La réputation quelquefois si difficile à acquérir, & qu’on voit trop souvent se refuser au mérite s’il n’est pas secondé par l’intrigue, vint avec la fortune le chercher dans son moulin. Souvent appellé à Amsterdam pour y faire des portraits, il alla s’établir dans cette ville, & y fut surchargé d’ouvrages & d’élèves.

Mais en changeant de résidence, il conserva sa manière de vivre, ne fréquenta que des gens du peuple, ne chercha de récréation que dans la crapule, ne vit dans l’argent que lui rapportoient ses travaux que le plaisir d’en amasser choisit une jolie paysanne pour la compagne de sa vie. Ainsi, ses idées sur son art, restèrent les mêmes que celles qu’il avoit conçues au moulin de son père. Il s’occupa toujours de l’imitation de la nature basse dont il aimoit à s’entourer, & ses caprices furent pour lui l’idéal de l’art. Il ne connossoit guère de l’antique que le nom, & ne prononçoit ce nom que pour s’en mocquer. Il rassembloit de vieilles armures, de vieux vêtemens étrangers ou bizarres, dont il se plaisoit à affubler plutôt qu’à draper ses modèles, & il appelloit cela ses antiques.
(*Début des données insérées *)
use crate::ValidationError;
use url::Url;

/// Validates that a string is an absolute http(s) URL
///
/// The URL is returned in the form the `url` crate parsed it; it is not
/// re-encoded or otherwise normalized.
///
/// # Arguments
///
/// * `raw` - The URL string submitted by the caller
///
/// # Returns
///
/// * `Ok(Url)` - The parsed URL
/// * `Err(ValidationError::MissingField)` - The string is empty
/// * `Err(ValidationError::InvalidFormat)` - The string is not an absolute URL
/// * `Err(ValidationError::InvalidProtocol)` - The scheme is not http or https
///
/// # Examples
///
/// ```
/// use seo_analyzer::url::validate_url;
///
/// assert!(validate_url("https://example.com/").is_ok());
/// assert!(validate_url("/relative/path").is_err());
/// assert!(validate_url("mailto:someone@example.com").is_err());
/// ```
pub fn validate_url(raw: &str) -> Result<Url, ValidationError> {
    if raw.is_empty() {
        return Err(ValidationError::MissingField);
    }

    let url = Url::parse(raw).map_err(|_| ValidationError::InvalidFormat)?;

    match url.scheme() {
        "http" | "https" => Ok(url),
        other => Err(ValidationError::InvalidProtocol {
            scheme: other.to_string(),
        }),
    }
}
Mais laissons parler sur cet article un homme de l’art, M. Descamps, qui a vu un grand nombre d’ouvrages de ce peintre. « Tout ce que Rembrandt a composé, dit-il, est sans noblesse : c’étoit un génie plein de feu qui n’avoit aucune élévation. Ses habillemens ne sont que bizarres, & plus ressemblans à une mascarade qu’à ceux des nations qu’il a voulu représenter. Il n’a pas fait autant de tableaux d’histoire que de portraits, & les tableaux d’histoire que nous connoissons de lui sont la plupart aussi ridicules aux yeux des savans qu’ils sont admirés par les peintres. »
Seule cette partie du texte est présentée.